Amid a mounting sense of insecurity, close to 1,000 families belonging to the country’s largest religious minority group, Hindus, plan to migrate to India — a step likely to raise more questions about Pakistan’s ability to protect its minorities.
A group of 171 Hindus has already crossed the border into India after a string of incidents — especially the contentious issue of forced conversions and marriages of Hindu girls.
Prominent Hindu leaders told The Express Tribune on Monday that their plan of migrating to India came at a time when several Hindu families in Jodhpur, a city in Rajasthan state, which shares a border with Sindh, expressed willingness to welcome the migrants.
“Migration tendency in the Hindu community is on the rise in Pakistan,” said the director of Hare Rama Foundation (HRF), a private organisation working for the rights of the scheduled caste of Hindus. “One thousand [Hindu] families have planned this migration,” claimed Ramesh Jaipal, who recently conducted a survey to study “Exodus of Hindus families... a reality?”
Their visas are under process and they are most likely migrating to India in October or November, he revealed.
The migration plans surfaced after Indian authorities extended a soft corner to Pakistani migrants in Jodhpur.
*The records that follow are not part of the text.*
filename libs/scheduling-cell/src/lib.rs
pub mod handlers;
pub mod models;
pub mod router;
pub mod services;

pub use models::*;
pub use services::*;
use std::sync::Arc;

use axum::{routing::get, Router};

use scheduling_cell::router::scheduling_routes;
use shared_config::AppConfig;

pub fn create_router(state: Arc<AppConfig>) -> Router {
    Router::new()
        .route("/", get(|| async { "Clinic operations API is running!" }))
        .nest("/scheduling", scheduling_routes(state.clone()))
}
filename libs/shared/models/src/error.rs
use axum::{
    http::StatusCode,
    response::{IntoResponse, Response},
    Json,
};
use serde_json::json;
use thiserror::Error;

#[derive(Error, Debug)]
pub enum AppError {
    #[error("Authentication error: {0}")]
    Auth(String),

    #[error("Not Found: {0}")]
    NotFound(String),

    #[error("Bad Request: {0}")]
    BadRequest(String),

    #[error("Internal Server Error: {0}")]
    Internal(String),

    #[error("Database error: {0}")]
    Database(String),

    #[error("Validation error: {0}")]
    ValidationError(String),

    #[error("Conflict: {0}")]
    Conflict(String),
}

impl IntoResponse for AppError {
    fn into_response(self) -> Response {
        let (status, message) = match &self {
            AppError::Auth(msg) => (StatusCode::UNAUTHORIZED, msg),
            AppError::NotFound(msg) => (StatusCode::NOT_FOUND, msg),
            AppError::BadRequest(msg) => (StatusCode::BAD_REQUEST, msg),
            AppError::Internal(msg) => (StatusCode::INTERNAL_SERVER_ERROR, msg),
            AppError::Database(msg) => (StatusCode::INTERNAL_SERVER_ERROR, msg),
            AppError::ValidationError(msg) => (StatusCode::BAD_REQUEST, msg),
            AppError::Conflict(msg) => (StatusCode::CONFLICT, msg),
        };

        tracing::error!("Error: {}: {}", status, message);

        let body = Json(json!({
            "error": message
        }));

        (status, body).into_response()
    }
}
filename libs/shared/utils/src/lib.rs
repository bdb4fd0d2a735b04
pub mod extractor;
pub mod jwt;
pub mod test_utils;
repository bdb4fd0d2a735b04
use anyhow::Result;
use reqwest::{
    header::{HeaderMap, HeaderValue, AUTHORIZATION, CONTENT_TYPE},
    Client, Method,
};
use serde::de::DeserializeOwned;
use serde_json::Value;
use thiserror::Error;
use tracing::{debug, error};

use shared_config::AppConfig;

/// A non-2xx response from PostgREST. Services downcast to this to map
/// status codes onto their own error taxonomy (409 from an exclusion
/// violation becomes a booking conflict, for example).
#[derive(Error, Debug)]
#[error("API error ({status}): {body}")]
pub struct ApiFailure {
    pub status: u16,
    pub body: String,
}

pub struct SupabaseClient {
    client: Client,
    base_url: String,
    anon_key: String,
}

impl SupabaseClient {
    pub fn new(config: &AppConfig) -> Self {
        Self {
            client: Client::new(),
            base_url: config.supabase_url.clone(),
            anon_key: config.supabase_anon_key.clone(),
        }
    }

    fn get_headers(&self, auth_token: Option<&str>) -> HeaderMap {
        let mut headers = HeaderMap::new();

        if let Ok(key) = HeaderValue::from_str(&self.anon_key) {
            headers.insert("apikey", key);
        }
        headers.insert(CONTENT_TYPE, HeaderValue::from_static("application/json"));

        if let Some(token) = auth_token {
            if let Ok(bearer) = HeaderValue::from_str(&format!("Bearer {}", token)) {
                headers.insert(AUTHORIZATION, bearer);
            }
        }

        headers
    }

    pub async fn request<T>(
        &self,
        method: Method,
        path: &str,
        auth_token: Option<&str>,
        body: Option<Value>,
    ) -> Result<T>
    where
        T: DeserializeOwned,
    {
        self.request_with_headers(method, path, auth_token, body, None)
            .await
    }

    pub async fn request_with_headers<T>(
        &self,
        method: Method,
        path: &str,
        auth_token: Option<&str>,
        body: Option<Value>,
        extra_headers: Option<HeaderMap>,
    ) -> Result<T>
    where
        T: DeserializeOwned,
    {
        let url = format!("{}{}", self.base_url, path);
        debug!("Making request to {}", url);

        let mut headers = self.get_headers(auth_token);
        if let Some(extra) = extra_headers {
            headers.extend(extra);
        }

        let mut req = self.client.request(method, &url).headers(headers);

        if let Some(body_data) = body {
            req = req.json(&body_data);
        }

        let response = req.send().await?;

        let status = response.status();
        if !status.is_success() {
            let error_text = response.text().await?;
            error!("API error ({}): {}", status, error_text);

            return Err(ApiFailure {
                status: status.as_u16(),
                body: error_text,
            }
            .into());
        }

        let data = response.json::<T>().await?;
        Ok(data)
    }

    /// Call a Postgres function through `/rest/v1/rpc/{name}`. This is the
    /// entry point for operations that must run inside one database
    /// transaction (atomic bookings, whole-set availability replacement).
    pub async fn rpc<T>(&self, function: &str, auth_token: Option<&str>, args: Value) -> Result<T>
    where
        T: DeserializeOwned,
    {
        let path = format!("/rest/v1/rpc/{}", function);
        self.request(Method::POST, &path, auth_token, Some(args))
            .await
    }

    pub fn get_base_url(&self) -> &str {
        &self.base_url
    }
}
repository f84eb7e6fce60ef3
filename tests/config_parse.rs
use ripstation::{
    config::{AudioFormat, Config, SubmissionMode},
    error::{ErrorKind, RunError},
    job::{CarrierJob, CarrierRef, SubmissionError},
};

#[test]
fn parse_example_config() {
    let raw = include_str!("../ripstation.example.toml");
    let cfg: Config = toml::from_str(raw).expect("parse TOML");
    assert!(cfg.station.timeout_seconds >= 1);
    assert!(!cfg.station.drive.is_empty());
    assert!(!cfg.paths.root_dir.is_empty());
    assert_eq!(cfg.audio.format, AudioFormat::Flac);
    assert!(cfg.tools.imager.args.iter().any(|a| a == "{output}"));
}

#[test]
fn partial_config_falls_back_to_defaults() {
    let raw = r#"
[station]
drive = "/dev/sr1"
timeout_seconds = 60

[audio]
format = "wav"

[tools.robot]
exe = "/opt/loader/bin/driver"
"#;
    let cfg: Config = toml::from_str(raw).expect("parse TOML");
    assert_eq!(cfg.station.drive, "/dev/sr1");
    assert_eq!(cfg.audio.format, AudioFormat::Wav);
    assert_eq!(cfg.submission.mode, SubmissionMode::Title);
    assert_eq!(cfg.tools.robot.exe, "/opt/loader/bin/driver");
    assert!(!cfg.tools.robot.load_args.is_empty());
    assert_eq!(cfg.tools.cd_info.exe, "cd-info");
}

#[test]
fn zero_timeout_is_rejected() {
    let mut cfg = Config::default();
    cfg.station.timeout_seconds = 0;
    assert!(matches!(cfg.validate(), Err(RunError::InvalidConfig(_))));
}

#[cfg(unix)]
#[test]
fn missing_drive_is_reported_at_startup() {
    let dir = tempfile::tempdir().unwrap();
    let mut cfg = Config::default();
    cfg.station.drive = dir.path().join("sr9").display().to_string();
    cfg.paths.root_dir = dir.path().display().to_string();
    cfg.paths.temp_dir = dir.path().display().to_string();
    cfg.tools.robot.exe = "sh".into();
    for tool in [
        &mut cfg.tools.cd_info,
        &mut cfg.tools.imager,
        &mut cfg.tools.ripper,
        &mut cfg.tools.encoder,
        &mut cfg.tools.verifier,
    ] {
        tool.exe = "sh".into();
    }

    let err = cfg.validate().unwrap_err();
    assert!(matches!(err, RunError::DriveNotFound { .. }));
    assert_eq!(err.kind(), Some(ErrorKind::DriveNotFound));

    std::fs::write(dir.path().join("sr9"), b"").unwrap();
    cfg.validate().unwrap();
}

#[test]
fn unresolvable_tool_is_invalid_config() {
    let dir = tempfile::tempdir().unwrap();
    let mut cfg = Config::default();
    cfg.paths.root_dir = dir.path().display().to_string();
    cfg.paths.temp_dir = dir.path().display().to_string();
    cfg.tools.robot.exe = "/nonexistent/loader-driver".into();

    let err = cfg.validate().unwrap_err();
    assert!(matches!(err, RunError::InvalidConfig(ref m) if m.contains("tools.robot")));
}

#[test]
fn submission_is_validated() {
    assert_eq!(
        CarrierJob::new(CarrierRef::Ppn("123456789".into()), 0).unwrap_err(),
        SubmissionError::InvalidVolume
    );
    assert_eq!(
        CarrierJob::new(CarrierRef::Title("   ".into()), 1).unwrap_err(),
        SubmissionError::EmptyIdentifier
    );

    // Decomposed "é" is stored composed.
    let job = CarrierJob::new(CarrierRef::Title("  Caf\u{0065}\u{0301}  ".into()), 3).unwrap();
    assert_eq!(job.title(), "Caf\u{00e9}");
    assert_eq!(job.ppn(), "");
    assert_eq!(job.volume_no, 3);
    assert_eq!(job.success, None);
}

#[test]
fn job_ids_are_unique() {
    let a = CarrierJob::new(CarrierRef::Ppn("1".into()), 1).unwrap();
    let b = CarrierJob::new(CarrierRef::Ppn("1".into()), 1).unwrap();
    assert_ne!(a.job_id, b.job_id);
}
Rajasthan Chief Minister Ashok Gehlot has reportedly assured his full support to Pakistani Hindu families seeking asylum in India.
Some 7,000 Pakistani migrants, living mostly in camps in Rajasthan, will be awarded Indian nationality if they are able to provide proper documentation, Indian media reports said.
A Hindu lawmaker, Manwer Lal, of the Muttahida Qaumi Movement, also confirmed the migration of a number of families to India. He, however, rebutted that there was an exodus.
Around 65 Hindus families have migrated from Rahim Yar Khan and various areas of Sindh and Balochistan to India through the Attari border during the last three months, the HRF survey report claimed.
The key reason behind the planed migration from Rahim Yar Khan is said to be the abduction of a Hindu girl, Kiran Kumari, by four people belonging to the Mehar tribe, who are the followers of Pir Pagara, said Ramesh.
In the light of this development, the National Assembly’s standing committee on human rights chairman Riaz Fatiana has summoned a meeting on October 8 where representatives of the Hindu community will brief the panel. “We will ensure safety of all minorities. We will not let them to migrate. Hindus are [a part] of our homeland.”
MNA Nafisa Shah was unaware of any such move from any part of Sindh. According to her, Hindus have social and religious ties across the border just like Muslims do and they therefore are both visitors and tourists. “Our religious minorities are not insecure,” she told The Express Tribune.
President Asif Ali Zardari has also constituted a committee to look into reports of the mass migration to India. Senator Maula Bux Chandio is presiding over the committee which will discuss issues related to persecution of minorities.
Published in The Express Tribune, September 25th, 2012.